This package offers both low-level procedures and high-level
algorithms to deal with linear algebra problems:
- robust solution of linear equations or least squares
problems
- determining eigenvectors and eigenvalues of symmetric
matrices
- various decompositions of general matrices or matrices of a
specific form
- (limited) support for matrices in band storage, a common type
of sparse matrices
It arose as a re-implementation of Hume's LA package and the desire
to offer low-level procedures as found in the well-known BLAS
library. Matrices are implemented as lists of lists rather linear
lists with reserved elements, as in the original LA package, as it
was found that such an implementation is actually faster.
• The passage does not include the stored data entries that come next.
pub(crate) fn parse_stmt(p: &mut Parser, decorators: Decorators) -> Result<Stmt, ParseError> {
    if p.check_kw("varia") || p.check_kw("fixum") || p.check_kw("figendum") || p.check_kw("variandum") {
        return parse_var_decl(p, &decorators);
    }

    if p.match_kw("abstractus") {
        if p.check_kw("genus") {
            return parse_class_decl(p, &decorators, true);
        }
        if p.check_kw("functio") {
            return parse_function_decl(p, &decorators, true, false);
        }
        return Err(ParseError::new("expected `genus` or `functio` after `abstractus`", p.locus()));
    }

    if p.match_kw("asynca") {
        if p.check_kw("functio") {
            return parse_function_decl(p, &decorators, false, true);
        }
        if p.check_kw("itera") {
            return parse_for(p, true);
        }
        return Err(ParseError::new("expected `functio` or `itera` after `asynca`", p.locus()));
    }

    if p.check_kw("functio") {
        return parse_function_decl(p, &decorators, false, false);
    }
    if p.check_kw("genus") {
        return parse_class_decl(p, &decorators, false);
    }
    if p.check_kw("pactum") {
        return parse_interface_decl(p, &decorators);
    }
    if p.check_kw("ordo") {
        return parse_enum_decl(p, &decorators);
    }
    if p.check_kw("discretio") {
        return parse_union_decl(p, &decorators);
    }
    if p.check_kw("idem") {
        return parse_type_alias(p, &decorators);
    }

    if p.check_kw("si") {
        return parse_if(p);
    }
    if p.check_kw("dum") {
        return parse_while(p);
    }
    if p.check_kw("fac") {
        return parse_do_while(p);
    }
    if p.check_kw("itera") {
        return parse_for(p, false);
    }
    if p.check_kw("elige") {
        return parse_switch(p);
    }
    if p.check_kw("discerne") {
        return parse_match(p);
    }
    if p.check_kw("custodi") {
        return parse_guard(p);
    }
    if p.check_kw("tempta") {
        return parse_try(p);
    }

    if p.check_kw("reddit") {
        let locus = p.advance().locus;
        let value = parse_optional_trailing_expr(p)?;
        return Ok(Stmt::Return { value, locus });
    }
    if p.check_kw("iacit") {
        let locus = p.advance().locus;
        let value = parse_optional_trailing_expr(p)?.unwrap_or(Expr::Literal { value: LiteralValue::Null, locus });
        return Ok(Stmt::Throw { value, fatal: false, locus });
    }
    if p.check_kw("moritor") {
        let locus = p.advance().locus;
        let value = parse_optional_trailing_expr(p)?.unwrap_or(Expr::Literal { value: LiteralValue::Null, locus });
        return Ok(Stmt::Throw { value, fatal: true, locus });
    }
    if p.check_kw("tacet") {
        let locus = p.advance().locus;
        return Ok(Stmt::Empty { locus });
    }
    if p.check_kw("rumpe") {
        let locus = p.advance().locus;
        return Ok(Stmt::Break { locus });
    }
    if p.check_kw("perge") {
        let locus = p.advance().locus;
        return Ok(Stmt::Continue { locus });
    }

    if p.check_kw("scribe") {
        return parse_print(p, PrintSeverity::Info);
    }
    if p.check_kw("mussat") {
        return parse_print(p, PrintSeverity::Debug);
    }
    if p.check_kw("cavet") {
        return parse_print(p, PrintSeverity::Warn);
    }
    if p.check_kw("confirma") {
        return parse_assert(p);
    }

    if p.check_kw("incipit") {
        let locus = p.advance().locus;
        p.expect_punct("{")?;
        let body = parse_block_stmts(p)?;
        p.expect_punct("}")?;
        return Ok(Stmt::EntryPoint { body, is_async: false, locus });
    }
    if p.check_kw("incipiet") {
        let locus = p.advance().locus;
        p.expect_punct("{")?;
        let body = parse_block_stmts(p)?;
        p.expect_punct("}")?;
        return Ok(Stmt::EntryPoint { body, is_async: true, locus });
    }
    if p.check_kw("probandum") {
        let locus = p.advance().locus;
        let name_tok = p.expect(Tag::String, "a string literal")?;
        p.expect_punct("{")?;
        let body = parse_block_stmts(p)?;
        p.expect_punct("}")?;
        return Ok(Stmt::TestSuite { name: name_tok.lexeme, body, locus });
    }
    if p.check_kw("proba") {
        let locus = p.advance().locus;
        let name_tok = p.expect(Tag::String, "a string literal")?;
        p.expect_punct("{")?;
        let body = parse_block_stmts(p)?;
        p.expect_punct("}")?;
        return Ok(Stmt::TestCase { name: name_tok.lexeme, body, locus });
    }

    if p.check_punct("{") {
        let locus = p.locus();
        p.advance();
        let statements = parse_block_stmts(p)?;
        p.expect_punct("}")?;
        return Ok(Stmt::Block { statements, locus });
    }

    let locus = p.locus();
    let expr = parse_expr(p)?;
    Ok(Stmt::Expr { expr, locus })
}

fn parse_var_decl(p: &mut Parser, decorators: &Decorators) -> Result<Stmt, ParseError> {
    let locus = p.locus();
    let kind_tok = p.advance();
    let kind = match kind_tok.lexeme.as_str() {
        "varia" => VarKind::Mutable,
        "fixum" => VarKind::Const,
        "figendum" => VarKind::Frozen,
        "variandum" => VarKind::Rebindable,
        other => return Err(ParseError::new(format!("unexpected variable-declaration keyword `{other}`"), locus)),
    };
    let (ty, name, _) = expressions::parse_leading_type_and_name(p)?;
    let init = if p.match_op("=") { Some(parse_expr(p)?) } else { None };
    Ok(Stmt::VarDecl {
        name,
        kind,
        ty,
        init,
        visibility: visibility_from_decorators(decorators),
        is_extern: decorators.externa,
        locus,
    })
}

fn parse_function_decl(
    p: &mut Parser,
    decorators: &Decorators,
    is_abstract: bool,
    is_async: bool,
) -> Result<Stmt, ParseError> {
    parse_function_decl_inner(p, visibility_from_decorators(decorators), decorators.externa, is_abstract, is_async)
}

fn parse_function_decl_inner(
    p: &mut Parser,
    visibility: Visibility,
    is_extern: bool,
    is_abstract: bool,
    is_async: bool,
) -> Result<Stmt, ParseError> {
    let locus = p.expect_kw("functio")?.locus;
    let (name, _) = p.expect_name()?;
    let generics = parse_optional_generics(p)?;
    p.expect_punct("(")?;
    let mut params = Vec::new();
    if !p.check_punct(")") {
        params.push(expressions::parse_param(p)?);
        while p.match_punct(",") {
            params.push(expressions::parse_param(p)?);
        }
    }
    p.expect_punct(")")?;
    let ret = if p.match_op("->") { Some(types::parse_type(p)?) } else { None };
    let body = if is_extern || is_abstract {
        None
    } else {
        p.expect_punct("{")?;
        let stmts = parse_block_stmts(p)?;
        p.expect_punct("}")?;
        Some(stmts)
    };
    Ok(Stmt::FunctionDecl { name, params, ret, body, is_async, generics, visibility, is_extern, is_abstract, locus })
}

fn parse_optional_generics(p: &mut Parser) -> Result<Vec<String>, ParseError> {
    let mut generics = Vec::new();
    if p.check_op("<") {
        p.advance();
        generics.push(p.expect_name()?.0);
        while p.match_punct(",") {
            generics.push(p.expect_name()?.0);
        }
        p.expect_op(">")?;
    }
    Ok(generics)
}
It is advisable, however, to use the procedures that are
offered, such as setrow and getrow, rather than
rely on this representation explicitly: that way it is to switch to
a possibly even faster compiled implementation that supports the
same API.
The package defines the following public procedures (several
exist as specialised procedures, see below):
- ::math::linearalgebra::dim obj
- Returns the number of dimensions for the object (either 0 for a
scalar, 1 for a vector and 2 for a matrix)
- any obj
- Scalar, vector, or matrix
- ::math::linearalgebra::shape obj
- Returns the number of elements in each dimension for the object
(either an empty list for a scalar, a single number for a vector
and a list of the number of rows and columns for a matrix)
- any obj
- Scalar, vector, or matrix
- ::math::linearalgebra::conforming type
obj1 obj2
- Checks if two objects (vector or matrix) have conforming
shapes, that is if they can be applied in an operation like
addition or matrix multiplication.
- string type
- Type of check:
- "shape" - the two objects have the same shape (for all
element-wise operations)
- "rows" - the two objects have the same number of rows (for use
as A and b in a system of linear equations Ax = b
- "matmul" - the first object has the same number of columns as
the number of rows of the second object. Useful for matrix-matrix
or matrix-vector multiplication.
- list obj1
- First vector or matrix (left operand)
- list obj2
- Second vector or matrix (right operand)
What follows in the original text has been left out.